At the beginning of class, it's like the part of your brain that learns math is a lazy little hamster. He steps into his wheel but at first, can barely move it at all. He struggles and tries but just keeps falling down in an exhausted furry heap at the bottom of the wheel. But he bravely keeps getting back up and trying, and eventually he taps into his energy and gets the wheel moving and ultimately finds that he can run at full speed, with the wheel spinning madly under his tiny pink paws.

The mental picture of this diminutive mammal sleepily crawling out of his warm bed of cedar chips and hauling his unmotivated self into the unpleasant confines of his cold, cruel wheel, dopily incapable of any sort of sustained motion, amused us greatly. 

And it stuck with us.

Over the weeks, we embellished the story, riffing about how Hammy - our affectionate name for this furry friend - spends his down time (watching YouTube) and what motivates him to get moving on the Wheel Of Math Knowledge (food and nearly nothing else.) The story also became a useful metaphor for gauging my student's mindset; when I breezily asked, "How's Hammy today?" my student and I both knew I was really asking if he was ready to concentrate and focus. 

Hammy has grown into a useful member of our math-learning team.

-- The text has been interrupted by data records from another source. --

//! Provider HTTP client
//!
//! Thin wrapper around `reqwest::Client` that knows the provider's base URL,
//! attaches the session cookie and `Accept` header to every request, and
//! maps transport failures and error statuses into [`CloudError`].
//!
//! ## Usage
//!
//! ```rust,no_run
//! use sharemirror_cloud::client::CloudClient;
//!
//! # async fn example() -> Result<(), sharemirror_cloud::CloudError> {
//! let client = CloudClient::new("session-token");
//! let listing = client.list_files("-11").await?;
//! println!("{} files", listing.files.len());
//! # Ok(())
//! # }
//! ```

use std::time::Duration;

use reqwest::{
    header::{ACCEPT, COOKIE},
    Client, Method, RequestBuilder, Response, StatusCode,
};
use serde::{de::DeserializeOwned, Serialize};
use tracing::{debug, warn};

use sharemirror_core::config::DEFAULT_BASE_URL;
use sharemirror_core::domain::{
    BatchItem, BatchKind, BatchStatus, BatchSubmission, ConflictDetail, FolderEntry,
    FolderListing, ResolvedItem, ShareInfo, ShareLocation,
};

use crate::wire::{
    self, AccessCodeResponse, CheckBatchResponse, ConflictInfoRequest, ConflictInfoResponse,
    CreateBatchResponse, CreateFolderResponse, Envelope, ListingResponse, ManageBatchRequest,
    ShareInfoResponse, TaskInfoDto,
};
use crate::CloudError;

/// Value sent in the `Accept` header
const ACCEPT_JSON: &str = "application/json;charset=UTF-8";

/// Name of the session cookie
const SESSION_COOKIE: &str = "COOKIE_LOGIN_USER";

/// Entries requested per listing page
const DEFAULT_PAGE_SIZE: usize = 1000;

/// A folder listing stops after this many pages
const MAX_PAGES: usize = 100;

/// Error bodies are cut to this many characters
const MAX_ERROR_BODY: usize = 512;

/// HTTP client bound to one account session
#[derive(Clone)]
pub struct CloudClient {
    client: Client,
    base_url: String,
    session_token: String,
    page_size: usize,
}

impl CloudClient {
    /// Creates a client against the production API
    pub fn new(session_token: impl Into<String>) -> Self {
        Self::with_base_url(session_token, DEFAULT_BASE_URL)
    }

    /// Creates a client with a custom base URL (useful for testing)
    pub fn with_base_url(session_token: impl Into<String>, base_url: impl Into<String>) -> Self {
        let base_url: String = base_url.into();
        Self {
            client: Client::new(),
            base_url: base_url.trim_end_matches('/').to_string(),
            session_token: session_token.into(),
            page_size: DEFAULT_PAGE_SIZE,
        }
    }

    /// Sets the number of entries requested per listing page (at least 1)
    pub fn with_page_size(mut self, page_size: usize) -> Self {
        self.page_size = page_size.max(1);
        self
    }

    /// Rebuilds the underlying HTTP client with a per-request timeout
    pub fn with_timeout(mut self, timeout: Duration) -> Result<Self, CloudError> {
        self.client = Client::builder().timeout(timeout).build()?;
        Ok(self)
    }

    /// Replaces the session token (e.g. after the operator re-logs in)
    pub fn set_session_token(&mut self, token: impl Into<String>) {
        self.session_token = token.into();
        debug!("Updated CloudClient session token");
    }

    pub fn base_url(&self) -> &str {
        &self.base_url
    }

    /// Builds a request with the session cookie and JSON accept header
    pub fn request(&self, method: Method, path: &str) -> RequestBuilder {
        let url = format!("{}{}", self.base_url, path);
        self.client
            .request(method, &url)
            .header(ACCEPT, ACCEPT_JSON)
            .header(COOKIE, format!("{}={}", SESSION_COOKIE, self.session_token))
    }

    // ========================================================================
    // Plumbing
    // ========================================================================

    async fn get_json<T: DeserializeOwned>(
        &self,
        path: &str,
        query: &[(&str, &str)],
    ) -> Result<T, CloudError> {
        let response = self.request(Method::GET, path).query(query).send().await?;
        read_json(path, response).await
    }

    /// Fetches every page of a listing endpoint
    ///
    /// Pages are requested until one comes back short of the page size.
    async fn get_listing(
        &self,
        path: &str,
        query: &[(&str, &str)],
    ) -> Result<FolderListing, CloudError> {
        let page_size = self.page_size.to_string();
        let mut listing = FolderListing::default();
        for page in 1..=MAX_PAGES {
            let page_num = page.to_string();
            let mut params = query.to_vec();
            params.push(("pageNum", page_num.as_str()));
            params.push(("pageSize", page_size.as_str()));

            let resp: ListingResponse = self.get_json(path, &params).await?;
            let chunk = resp.into_listing()?;
            let received = chunk.files.len() + chunk.folders.len();
            listing.files.extend(chunk.files);
            listing.folders.extend(chunk.folders);
            if received < self.page_size {
                return Ok(listing);
            }
            debug!(path, page, received, "Listing page full, fetching next");
        }
        warn!(path, pages = MAX_PAGES, "Listing cut at page limit");
        Ok(listing)
    }

    async fn post_form<T: DeserializeOwned>(
        &self,
        path: &str,
        form: &[(&str, &str)],
    ) -> Result<T, CloudError> {
        let response = self.request(Method::POST, path).form(form).send().await?;
        read_json(path, response).await
    }

    async fn post_json<T: DeserializeOwned, B: Serialize + ?Sized>(
        &self,
        path: &str,
        body: &B,
    ) -> Result<T, CloudError> {
        let response = self.request(Method::POST, path).json(body).send().await?;
        read_json(path, response).await
    }

    // ========================================================================
    // Share discovery
    // ========================================================================

    /// `GET /open/share/getShareInfoByCodeV2.action`
    pub async fn get_share_info(&self, share_code: &str) -> Result<ShareInfo, CloudError> {
        let resp: ShareInfoResponse = self
            .get_json(
                "/open/share/getShareInfoByCodeV2.action",
                &[("shareCode", share_code)],
            )
            .await?;
        resp.into_share_info()
    }

    /// `GET /open/share/checkAccessCode.action`
    ///
    /// Returns the unlocked share id, `None` when the code is refused.
    pub async fn check_access_code(
        &self,
        share_code: &str,
        access_code: &str,
    ) -> Result<Option<String>, CloudError> {
        let nonce = uuid::Uuid::new_v4().to_string();
        let resp: AccessCodeResponse = self
            .get_json(
                "/open/share/checkAccessCode.action",
                &[
                    ("shareCode", share_code),
                    ("accessCode", access_code),
                    ("uuid", nonce.as_str()),
                ],
            )
            .await?;
        if !resp.envelope.is_ok() {
            debug!(code = %resp.envelope.code_text(), "Access code refused");
            return Ok(None);
        }
        Ok(resp.share_id.filter(|id| !id.is_empty() && id != "0"))
    }

    // ========================================================================
    // Listings
    // ========================================================================

    /// `GET /open/share/listShareDir.action`, one level, newest first, all pages
    pub async fn list_share_dir(&self, location: &ShareLocation) -> Result<FolderListing, CloudError> {
        let share_mode = location.share_mode.to_string();
        let access_code = location.access_code.as_deref().unwrap_or_default();
        self.get_listing(
            "/open/share/listShareDir.action",
            &[
                ("shareId", location.share_id.as_str()),
                ("isFolder", "true"),
                ("fileId", location.folder_id.as_str()),
                ("orderBy", "lastOpTime"),
                ("descending", "true"),
                ("shareMode", share_mode.as_str()),
                ("accessCode", access_code),
            ],
        )
        .await
    }

    /// `GET /open/file/listFiles.action`, one level, newest first, all pages
    pub async fn list_files(&self, folder_id: &str) -> Result<FolderListing, CloudError> {
        self.get_listing(
            "/open/file/listFiles.action",
            &[
                ("folderId", folder_id),
                ("mediaType", "0"),
                ("orderBy", "lastOpTime"),
                ("descending", "true"),
            ],
        )
        .await
    }

    // ========================================================================
    // Batch operations
    // ========================================================================

    /// `POST /open/batch/createBatchTask.action`
    ///
    /// A non-zero `res_code` is returned inside the [`BatchSubmission`]
    /// rather than as an error, so callers can log the provider's message.
    pub async fn create_batch_task(
        &self,
        kind: BatchKind,
        items: &[BatchItem],
        target_folder_id: &str,
        share_id: Option<&str>,
    ) -> Result<BatchSubmission, CloudError> {
        let task_infos = match kind {
            BatchKind::EmptyRecycle => "[]".to_string(),
            _ => wire::task_infos_json(items)?,
        };
        let mut form = vec![
            ("type", kind.wire_name()),
            ("taskInfos", task_infos.as_str()),
            ("targetFolderId", target_folder_id),
        ];
        if let Some(share_id) = share_id {
            form.push(("shareId", share_id));
        }
        let resp: CreateBatchResponse = self
            .post_form("/open/batch/createBatchTask.action", &form)
            .await?;
        Ok(BatchSubmission {
            code: resp.envelope.code(),
            message: Some(resp.envelope.message()).filter(|m| !m.is_empty()),
            operation_id: resp.task_id.filter(|id| !id.is_empty()),
        })
    }

    /// `POST /open/batch/checkBatchTask.action`
    pub async fn check_batch_task(
        &self,
        operation_id: &str,
        kind: BatchKind,
    ) -> Result<BatchStatus, CloudError> {
        let resp: CheckBatchResponse = self
            .post_form(
                "/open/batch/checkBatchTask.action",
                &[("taskId", operation_id), ("type", kind.wire_name())],
            )
            .await?;
        resp.envelope.check()?;
        Ok(BatchStatus::from_code(resp.task_status))
    }

    /// `POST /open/batch/getConflictTaskInfo.action`
    pub async fn get_conflict_task_info(
        &self,
        operation_id: &str,
        kind: BatchKind,
    ) -> Result<ConflictDetail, CloudError> {
        let body = ConflictInfoRequest {
            task_id: operation_id,
            kind: kind.wire_name(),
        };
        let resp: ConflictInfoResponse = self
            .post_json("/open/batch/getConflictTaskInfo.action", &body)
            .await?;
        resp.into_detail()
    }

    /// `POST /open/batch/manageBatchTask.action`
    pub async fn manage_batch_task(
        &self,
        operation_id: &str,
        kind: BatchKind,
        target_folder_id: &str,
        items: &[ResolvedItem],
    ) -> Result<(), CloudError> {
        let body = ManageBatchRequest {
            task_id: operation_id,
            kind: kind.wire_name(),
            target_folder_id,
            task_infos: items.iter().map(TaskInfoDto::from).collect(),
        };
        let resp: Envelope = self
            .post_json("/open/batch/manageBatchTask.action", &body)
            .await?;
        resp.check()
    }

    // ========================================================================
    // Folder operations
    // ========================================================================

    /// `POST /open/file/createFolder.action`
    pub async fn create_folder(
        &self,
        name: &str,
        parent_id: &str,
    ) -> Result<FolderEntry, CloudError> {
        let resp: CreateFolderResponse = self
            .post_form(
                "/open/file/createFolder.action",
                &[("parentFolderId", parent_id), ("folderName", name)],
            )
            .await?;
        resp.into_entry(name)
    }

    /// `POST /open/file/renameFile.action`
    ///
    /// Returns the raw envelope; the provider reports a name clash either
    /// as a non-zero code or as an HTTP error carrying the same envelope.
    pub async fn rename_file(&self, file_id: &str, new_name: &str) -> Result<Envelope, CloudError> {
        self.post_form(
            "/open/file/renameFile.action",
            &[("fileId", file_id), ("destFileName", new_name)],
        )
        .await
    }
}

/// Checks the status and decodes a JSON body
async fn read_json<T: DeserializeOwned>(path: &str, response: Response) -> Result<T, CloudError> {
    let status = response.status();
    let body = response.text().await?;

    if status == StatusCode::UNAUTHORIZED || status == StatusCode::FORBIDDEN {
        warn!(path, status = status.as_u16(), "Session refused by provider");
        return Err(CloudError::Unauthorized(truncate(&body)));
    }
    if !status.is_success() {
        warn!(path, status = status.as_u16(), "Provider returned error status");
        return Err(CloudError::Http {
            status: status.as_u16(),
            body: truncate(&body),
        });
    }

    serde_json::from_str(&body)
        .map_err(|e| CloudError::InvalidResponse(format!("{}: {}", path, e)))
}

fn truncate(body: &str) -> String {
    body.chars().take(MAX_ERROR_BODY).collect()
}

#[cfg(test)]
mod tests {
    use super::*;

    #[test]
    fn test_base_url_trailing_slash_trimmed() {
        let client = CloudClient::with_base_url("t", "http://localhost:9000/api/");
        assert_eq!(client.base_url(), "http://localhost:9000/api");
    }

    #[test]
    fn test_request_carries_session_cookie() {
        let client = CloudClient::with_base_url("abc", "http://localhost:9000");
        let request = client
            .request(Method::GET, "/open/file/listFiles.action")
            .build()
            .unwrap();
        assert_eq!(
            request.url().as_str(),
            "http://localhost:9000/open/file/listFiles.action"
        );
        assert_eq!(
            request.headers().get(COOKIE).unwrap(),
            "COOKIE_LOGIN_USER=abc"
        );
        assert_eq!(request.headers().get(ACCEPT).unwrap(), ACCEPT_JSON);
    }

    #[test]
    fn test_default_base_url() {
        let client = CloudClient::new("t");
        assert_eq!(client.base_url(), DEFAULT_BASE_URL);
    }

    #[test]
    fn test_truncate_long_body() {
        let long = "x".repeat(MAX_ERROR_BODY + 10);
        assert_eq!(truncate(&long).len(), MAX_ERROR_BODY);
    }
}
impl Task {
    /// Creates a pending task from a draft
    pub fn new(draft: TaskDraft) -> Self {
        let now = Utc::now();
        Self {
            id: TaskId::new(),
            account_id: draft.account_id,
            share_link: draft.share_link,
            share_id: draft.share_id,
            share_file_id: draft.share_file_id,
            share_folder_id: draft.share_folder_id,
            share_folder_name: draft.share_folder_name,
            share_mode: draft.share_mode,
            access_code: draft.access_code,
            target_folder_id: draft.target_folder_id,
            target_folder_name: draft.target_folder_name,
            resource_name: draft.resource_name,
            status: TaskStatus::Pending,
            current_episodes: draft.current_episodes,
            total_episodes: draft.total_episodes,
            episode_threshold: 0,
            episode_regex: None,
            episode_use_regex: true,
            whitelist_keywords: None,
            blacklist_keywords: None,
            max_keep_save_file: 0,
            rename_rule: None,
            check_interval_secs: None,
            last_error: None,
            last_file_update_time: None,
            created_at: now,
            updated_at: now,
        }
    }

    // --- Getters ---

    pub fn id(&self) -> &TaskId {
        &self.id
    }

    pub fn account_id(&self) -> &AccountId {
        &self.account_id
    }

    pub fn share_link(&self) -> &str {
        &self.share_link
    }

    pub fn share_id(&self) -> &str {
        &self.share_id
    }

    pub fn share_file_id(&self) -> &RemoteId {
        &self.share_file_id
    }

    pub fn share_folder_id(&self) -> &RemoteId {
        &self.share_folder_id
    }

    pub fn share_folder_name(&self) -> &str {
        &self.share_folder_name
    }

    pub fn share_mode(&self) -> i32 {
        self.share_mode
    }

    pub fn access_code(&self) -> Option<&str> {
        self.access_code.as_deref()
    }

    pub fn target_folder_id(&self) -> &RemoteId {
        &self.target_folder_id
    }

    pub fn target_folder_name(&self) -> &str {
        &self.target_folder_name
    }

    pub fn resource_name(&self) -> &str {
        &self.resource_name
    }

    pub fn status(&self) -> TaskStatus {
        self.status
    }

    pub fn current_episodes(&self) -> u32 {
        self.current_episodes
    }

    pub fn total_episodes(&self) -> u32 {
        self.total_episodes
    }

    /// Highest episode ordinal already mirrored (0 = no gating)
    pub fn episode_threshold(&self) -> u32 {
        self.episode_threshold
    }

    pub fn episode_regex(&self) -> Option<&str> {
        self.episode_regex.as_deref()
    }

    pub fn episode_use_regex(&self) -> bool {
        self.episode_use_regex
    }

    pub fn whitelist_keywords(&self) -> Option<&str> {
        self.whitelist_keywords.as_deref()
    }

    pub fn blacklist_keywords(&self) -> Option<&str> {
        self.blacklist_keywords.as_deref()
    }

    /// Lower-cased, trimmed allow-list; empty entries are dropped
    pub fn whitelist(&self) -> Vec<String> {
        split_keywords(self.whitelist_keywords.as_deref())
    }

    /// Lower-cased, trimmed deny-list; empty entries are dropped
    pub fn blacklist(&self) -> Vec<String> {
        split_keywords(self.blacklist_keywords.as_deref())
    }

    /// Retention cap; `0` disables retention
    pub fn max_keep_save_file(&self) -> u32 {
        self.max_keep_save_file
    }

    pub fn rename_rule(&self) -> Option<&RenameRule> {
        self.rename_rule.as_ref()
    }

    /// Per-task check interval overriding the global tick
    pub fn check_interval_secs(&self) -> Option<u64> {
        self.check_interval_secs
    }

    pub fn last_error(&self) -> Option<&str> {
        self.last_error.as_deref()
    }

    pub fn last_file_update_time(&self) -> Option<DateTime<Utc>> {
        self.last_file_update_time
    }

    pub fn created_at(&self) -> DateTime<Utc> {
        self.created_at
    }

    pub fn updated_at(&self) -> DateTime<Utc> {
        self.updated_at
    }

    /// Display name combining resource and share sub-folder
    pub fn display_name(&self) -> String {
        if self.share_folder_name.is_empty() {
            self.resource_name.clone()
        } else {
            format!("{}/{}", self.resource_name, self.share_folder_name)
        }
    }

    /// Listing coordinates for the share folder this task mirrors
    pub fn share_location(&self) -> ShareLocation {
        ShareLocation {
            share_id: self.share_id.clone(),
            folder_id: self.share_folder_id.clone(),
            share_mode: self.share_mode,
            access_code: self.access_code.clone(),
        }
    }

    // --- State transitions ---

    /// Records a successful transfer submission
    ///
    /// # Errors
    /// Returns [`DomainError::InvalidState`] unless the task is pending or processing
    pub fn mark_processing(&mut self, at: DateTime<Utc>) -> Result<(), DomainError> {
        if !self.status.is_active() {
            return Err(DomainError::InvalidState {
                from: self.status.to_string(),
                to: TaskStatus::Processing.to_string(),
            });
        }
        self.status = TaskStatus::Processing;
        self.last_error = None;
        self.last_file_update_time = Some(at);
        self.touch();
        Ok(())
    }

    /// Marks the task failed after an unrecoverable error
    pub fn mark_failed(&mut self, reason: impl Into<String>) {
        self.status = TaskStatus::Failed;
        self.last_error = Some(reason.into());
        self.touch();
    }

    /// Puts a task back into the scheduler's queue
    pub fn reset(&mut self) {
        self.status = TaskStatus::Pending;
        self.last_error = None;
        self.touch();
    }

    /// Raises the episode threshold if `candidate` is higher
    ///
    /// Returns the previous threshold when it changed. The threshold never
    /// decreases through this method.
    pub fn raise_episode_threshold(&mut self, candidate: u32) -> Option<u32> {
        if candidate > self.episode_threshold {
            let old = self.episode_threshold;
            self.episode_threshold = candidate;
            self.touch();
            Some(old)
        } else {
            None
        }
    }

    // --- Administrative setters (validated by the update use case) ---

    pub fn set_status(&mut self, status: TaskStatus) {
        self.status = status;
        self.touch();
    }

    pub fn set_resource_name(&mut self, name: impl Into<String>) {
        self.resource_name = name.into();
        self.touch();
    }

    pub fn set_target_folder(&mut self, id: RemoteId, name: Option<String>) {
        self.target_folder_id = id;
        if let Some(name) = name {
            self.target_folder_name = name;
        }
        self.touch();
    }

    pub fn set_target_folder_name(&mut self, name: impl Into<String>) {
        self.target_folder_name = name.into();
        self.touch();
    }

    pub fn set_share_folder(&mut self, id: RemoteId, name: Option<String>) {
        self.share_folder_id = id;
        if let Some(name) = name {
            self.share_folder_name = name;
        }
        self.touch();
    }

    pub fn set_share_folder_name(&mut self, name: impl Into<String>) {
        self.share_folder_name = name.into();
        self.touch();
    }

    pub fn set_episode_counts(&mut self, current: Option<u32>, total: Option<u32>) {
        if let Some(current) = current {
            self.current_episodes = current;
        }
        if let Some(total) = total {
            self.total_episodes = total;
        }
        self.touch();
    }

    /// Overwrites the threshold; operators may lower it to re-mirror episodes
    pub fn set_episode_threshold(&mut self, threshold: u32) {
        self.episode_threshold = threshold;
        self.touch();
    }

    /// Sets the custom episode pattern
    ///
    /// # Errors
    /// Returns [`DomainError::InvalidPattern`] if the pattern does not compile
    pub fn set_episode_regex(&mut self, pattern: Option<String>) -> Result<(), DomainError> {
        let pattern = pattern.filter(|p| !p.trim().is_empty());
        if let Some(p) = &pattern {
            compile_pattern(p)?;
        }
        self.episode_regex = pattern;
        self.touch();
        Ok(())
    }

    pub fn set_episode_use_regex(&mut self, enabled: bool) {
        self.episode_use_regex = enabled;
        self.touch();
    }

    pub fn set_keywords(&mut self, whitelist: Option<String>, blacklist: Option<String>) {
        self.whitelist_keywords = whitelist.filter(|k| !k.trim().is_empty());
        self.blacklist_keywords = blacklist.filter(|k| !k.trim().is_empty());
        self.touch();
    }

    pub fn set_whitelist_keywords(&mut self, keywords: Option<String>) {
        self.whitelist_keywords = keywords.filter(|k| !k.trim().is_empty());
        self.touch();
    }

    pub fn set_blacklist_keywords(&mut self, keywords: Option<String>) {
        self.blacklist_keywords = keywords.filter(|k| !k.trim().is_empty());
        self.touch();
    }

    pub fn set_max_keep_save_file(&mut self, cap: u32) {
        self.max_keep_save_file = cap;
        self.touch();
    }

    pub fn set_rename_rule(&mut self, rule: Option<RenameRule>) {
        self.rename_rule = rule;
        self.touch();
    }

    pub fn set_check_interval_secs(&mut self, secs: Option<u64>) {
        self.check_interval_secs = secs.filter(|s| *s > 0);
        self.touch();
    }

    fn touch(&mut self) {
        self.updated_at = Utc::now();
    }
}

And soon, other students caught on to this magic, and wanted a Hammy of their own. 

So now the beloved OG has a handful of compadres:

Hamrietta the Hamster
Jeff the Squirrel
Squawk the Parrot (a parrot is technically not a mammal but the concept holds)
Lala the Bunny
Chloe the Fox
Hamlet the Hamster

and Jammy the Hamster, who is Hammy's brother.


Some of my students are still mulling over the options, and I'm looking forward to getting a firm lock on their math mammals' identities.

But this game also begs another question. Does the teacher have a math mammal?

And the resounding answer: yes!

My math mammal is a tuxedo cat, in fact, the very same cat who lives in real life at my house.

He has huge owl eyes and distinguished white whiskers and always appears in formal dress, with his white collar crisp and neat under his spotless black jacket.

And whenever I am called upon to teach math - even if you were to shake me out of a sound sleep - my math mammal immediately snaps to attention. He slips into a brown tweed blazer with leather patches on the elbows, grabs a handy pointer and a slender reed of chalk, steps to the nearest old school blackboard, and launches effortlessly into the finer points of factorials, polar coordinates, or whatever the algebraic topic of the day may be.

My math mammal's name is The Professor, and thanks to him, my head always stays in the game.